*Problem to work on:* Pull every line that includes the word "raise" out of the data below and copy it.

*Record extracts:*
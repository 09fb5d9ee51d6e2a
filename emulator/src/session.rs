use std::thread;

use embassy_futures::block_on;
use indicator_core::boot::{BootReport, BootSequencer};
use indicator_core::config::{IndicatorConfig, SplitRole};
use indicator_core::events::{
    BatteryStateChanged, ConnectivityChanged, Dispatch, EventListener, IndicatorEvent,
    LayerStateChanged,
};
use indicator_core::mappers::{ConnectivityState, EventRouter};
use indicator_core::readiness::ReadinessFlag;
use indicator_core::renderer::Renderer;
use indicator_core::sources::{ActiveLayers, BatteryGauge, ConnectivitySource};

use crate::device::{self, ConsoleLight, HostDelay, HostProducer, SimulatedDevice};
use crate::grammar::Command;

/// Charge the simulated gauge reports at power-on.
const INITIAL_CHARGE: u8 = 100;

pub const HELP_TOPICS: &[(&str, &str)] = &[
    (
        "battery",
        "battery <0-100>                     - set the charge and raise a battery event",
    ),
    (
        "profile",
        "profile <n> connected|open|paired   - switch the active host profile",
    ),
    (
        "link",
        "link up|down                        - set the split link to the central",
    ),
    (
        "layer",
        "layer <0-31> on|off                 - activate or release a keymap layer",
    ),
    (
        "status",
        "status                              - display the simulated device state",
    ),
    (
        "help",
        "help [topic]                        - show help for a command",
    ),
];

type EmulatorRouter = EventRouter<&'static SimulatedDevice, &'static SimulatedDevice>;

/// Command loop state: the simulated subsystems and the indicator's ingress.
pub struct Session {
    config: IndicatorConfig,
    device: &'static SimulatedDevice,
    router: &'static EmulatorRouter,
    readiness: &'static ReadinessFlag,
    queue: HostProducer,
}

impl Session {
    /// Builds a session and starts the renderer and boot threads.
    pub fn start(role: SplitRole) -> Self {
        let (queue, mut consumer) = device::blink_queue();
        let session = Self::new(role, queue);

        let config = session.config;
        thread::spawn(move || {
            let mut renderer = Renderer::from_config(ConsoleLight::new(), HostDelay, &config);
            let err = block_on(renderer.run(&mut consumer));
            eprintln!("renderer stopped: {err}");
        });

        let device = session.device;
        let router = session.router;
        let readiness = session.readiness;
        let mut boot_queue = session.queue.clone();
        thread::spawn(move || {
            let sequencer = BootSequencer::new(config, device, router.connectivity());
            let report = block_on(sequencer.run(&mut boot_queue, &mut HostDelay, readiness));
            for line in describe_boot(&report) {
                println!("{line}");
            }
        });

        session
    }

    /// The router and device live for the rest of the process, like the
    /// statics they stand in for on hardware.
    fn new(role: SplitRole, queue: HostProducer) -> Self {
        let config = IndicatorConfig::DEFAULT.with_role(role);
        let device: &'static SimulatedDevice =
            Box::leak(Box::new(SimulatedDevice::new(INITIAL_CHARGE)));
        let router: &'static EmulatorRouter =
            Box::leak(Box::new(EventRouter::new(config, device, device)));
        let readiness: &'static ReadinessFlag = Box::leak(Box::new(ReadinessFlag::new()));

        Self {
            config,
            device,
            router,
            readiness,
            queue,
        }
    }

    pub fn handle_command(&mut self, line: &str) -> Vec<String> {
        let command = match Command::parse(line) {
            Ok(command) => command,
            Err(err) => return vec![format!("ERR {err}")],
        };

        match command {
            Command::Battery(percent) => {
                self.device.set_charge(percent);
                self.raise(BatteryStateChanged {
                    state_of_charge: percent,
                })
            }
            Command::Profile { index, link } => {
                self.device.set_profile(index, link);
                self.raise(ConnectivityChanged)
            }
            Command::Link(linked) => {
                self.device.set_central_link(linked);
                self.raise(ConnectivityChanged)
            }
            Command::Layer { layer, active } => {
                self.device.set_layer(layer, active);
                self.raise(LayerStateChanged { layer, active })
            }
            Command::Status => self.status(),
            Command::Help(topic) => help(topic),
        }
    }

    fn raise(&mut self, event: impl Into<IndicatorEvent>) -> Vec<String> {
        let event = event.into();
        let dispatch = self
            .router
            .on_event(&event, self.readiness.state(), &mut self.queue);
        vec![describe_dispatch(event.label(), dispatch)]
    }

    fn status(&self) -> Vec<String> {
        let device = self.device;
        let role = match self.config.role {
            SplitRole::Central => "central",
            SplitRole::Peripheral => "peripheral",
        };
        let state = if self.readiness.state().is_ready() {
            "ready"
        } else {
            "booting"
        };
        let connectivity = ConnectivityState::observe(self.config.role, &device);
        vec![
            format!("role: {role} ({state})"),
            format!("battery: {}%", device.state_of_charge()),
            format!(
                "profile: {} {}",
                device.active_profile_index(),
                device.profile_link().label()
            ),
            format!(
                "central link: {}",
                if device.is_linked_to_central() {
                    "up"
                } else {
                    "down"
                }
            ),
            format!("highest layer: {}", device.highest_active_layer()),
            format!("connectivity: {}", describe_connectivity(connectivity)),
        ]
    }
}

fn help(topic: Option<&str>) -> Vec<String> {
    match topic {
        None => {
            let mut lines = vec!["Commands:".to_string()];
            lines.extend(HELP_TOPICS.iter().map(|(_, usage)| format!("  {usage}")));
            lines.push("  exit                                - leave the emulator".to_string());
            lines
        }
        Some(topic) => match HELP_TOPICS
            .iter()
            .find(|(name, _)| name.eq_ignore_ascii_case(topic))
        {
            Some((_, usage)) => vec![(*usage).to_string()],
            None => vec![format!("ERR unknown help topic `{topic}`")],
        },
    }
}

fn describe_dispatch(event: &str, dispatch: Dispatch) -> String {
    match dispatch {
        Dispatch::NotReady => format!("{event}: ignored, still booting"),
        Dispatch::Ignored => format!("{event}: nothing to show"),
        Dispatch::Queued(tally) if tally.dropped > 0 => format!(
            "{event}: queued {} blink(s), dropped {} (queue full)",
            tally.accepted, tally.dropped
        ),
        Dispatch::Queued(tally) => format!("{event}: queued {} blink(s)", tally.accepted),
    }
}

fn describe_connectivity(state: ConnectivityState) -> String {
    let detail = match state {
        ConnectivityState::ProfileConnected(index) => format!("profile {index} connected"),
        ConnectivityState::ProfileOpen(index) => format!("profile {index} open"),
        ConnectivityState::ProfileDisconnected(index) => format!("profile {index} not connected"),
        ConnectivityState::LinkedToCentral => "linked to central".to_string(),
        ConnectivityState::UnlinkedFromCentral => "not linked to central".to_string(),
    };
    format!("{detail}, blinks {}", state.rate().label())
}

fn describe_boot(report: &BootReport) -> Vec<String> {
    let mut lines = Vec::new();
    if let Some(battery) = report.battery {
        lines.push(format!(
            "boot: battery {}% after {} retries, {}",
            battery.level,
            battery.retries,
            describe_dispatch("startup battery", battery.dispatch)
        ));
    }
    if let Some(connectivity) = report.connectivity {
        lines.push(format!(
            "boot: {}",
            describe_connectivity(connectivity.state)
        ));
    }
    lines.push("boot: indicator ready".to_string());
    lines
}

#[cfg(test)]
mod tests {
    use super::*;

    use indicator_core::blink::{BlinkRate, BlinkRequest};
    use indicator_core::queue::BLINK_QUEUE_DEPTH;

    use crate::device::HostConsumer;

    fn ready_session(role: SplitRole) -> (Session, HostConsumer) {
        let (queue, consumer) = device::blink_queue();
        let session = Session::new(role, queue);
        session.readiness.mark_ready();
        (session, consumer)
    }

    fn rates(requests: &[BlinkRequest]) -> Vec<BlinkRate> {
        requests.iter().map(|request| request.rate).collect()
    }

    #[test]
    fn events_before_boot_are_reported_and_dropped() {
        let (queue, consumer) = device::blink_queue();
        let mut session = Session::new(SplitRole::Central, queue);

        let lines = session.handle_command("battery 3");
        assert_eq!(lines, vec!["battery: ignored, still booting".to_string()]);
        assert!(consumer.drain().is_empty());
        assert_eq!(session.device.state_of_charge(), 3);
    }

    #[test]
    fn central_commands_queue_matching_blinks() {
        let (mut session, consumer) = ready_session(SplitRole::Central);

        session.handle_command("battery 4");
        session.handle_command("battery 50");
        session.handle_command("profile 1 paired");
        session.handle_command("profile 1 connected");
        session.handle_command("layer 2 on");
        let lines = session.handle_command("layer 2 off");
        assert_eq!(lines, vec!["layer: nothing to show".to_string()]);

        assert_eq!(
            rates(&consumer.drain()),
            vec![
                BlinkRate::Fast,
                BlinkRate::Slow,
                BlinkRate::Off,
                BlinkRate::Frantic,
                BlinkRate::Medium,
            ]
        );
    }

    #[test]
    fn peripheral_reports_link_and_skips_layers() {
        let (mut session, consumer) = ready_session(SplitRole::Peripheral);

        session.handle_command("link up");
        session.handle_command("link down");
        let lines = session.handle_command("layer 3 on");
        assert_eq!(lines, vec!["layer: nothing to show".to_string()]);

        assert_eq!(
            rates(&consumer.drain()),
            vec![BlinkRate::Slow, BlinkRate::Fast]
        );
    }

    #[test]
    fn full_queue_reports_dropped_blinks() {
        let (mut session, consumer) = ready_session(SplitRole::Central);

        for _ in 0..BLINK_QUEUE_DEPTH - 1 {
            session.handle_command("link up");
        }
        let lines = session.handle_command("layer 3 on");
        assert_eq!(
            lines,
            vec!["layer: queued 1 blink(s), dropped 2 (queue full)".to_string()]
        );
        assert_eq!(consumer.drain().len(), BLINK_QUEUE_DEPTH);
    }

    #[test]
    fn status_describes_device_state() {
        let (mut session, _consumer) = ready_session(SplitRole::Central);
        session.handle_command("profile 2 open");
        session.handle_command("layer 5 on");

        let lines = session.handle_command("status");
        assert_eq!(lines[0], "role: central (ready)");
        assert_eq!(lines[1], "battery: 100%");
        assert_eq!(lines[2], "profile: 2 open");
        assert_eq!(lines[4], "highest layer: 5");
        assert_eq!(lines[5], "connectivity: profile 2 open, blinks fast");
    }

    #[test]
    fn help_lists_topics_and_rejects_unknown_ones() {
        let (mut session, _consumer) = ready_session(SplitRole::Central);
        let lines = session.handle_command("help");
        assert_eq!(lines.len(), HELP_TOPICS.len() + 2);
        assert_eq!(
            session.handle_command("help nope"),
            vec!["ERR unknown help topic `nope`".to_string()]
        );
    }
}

*Finished task:*
        "battery <0-100>                     - set the charge and raise a battery event",
                self.raise(BatteryStateChanged {
                self.raise(ConnectivityChanged)
                self.raise(ConnectivityChanged)
                self.raise(LayerStateChanged { layer, active })
    fn raise(&mut self, event: impl Into<IndicatorEvent>) -> Vec<String> {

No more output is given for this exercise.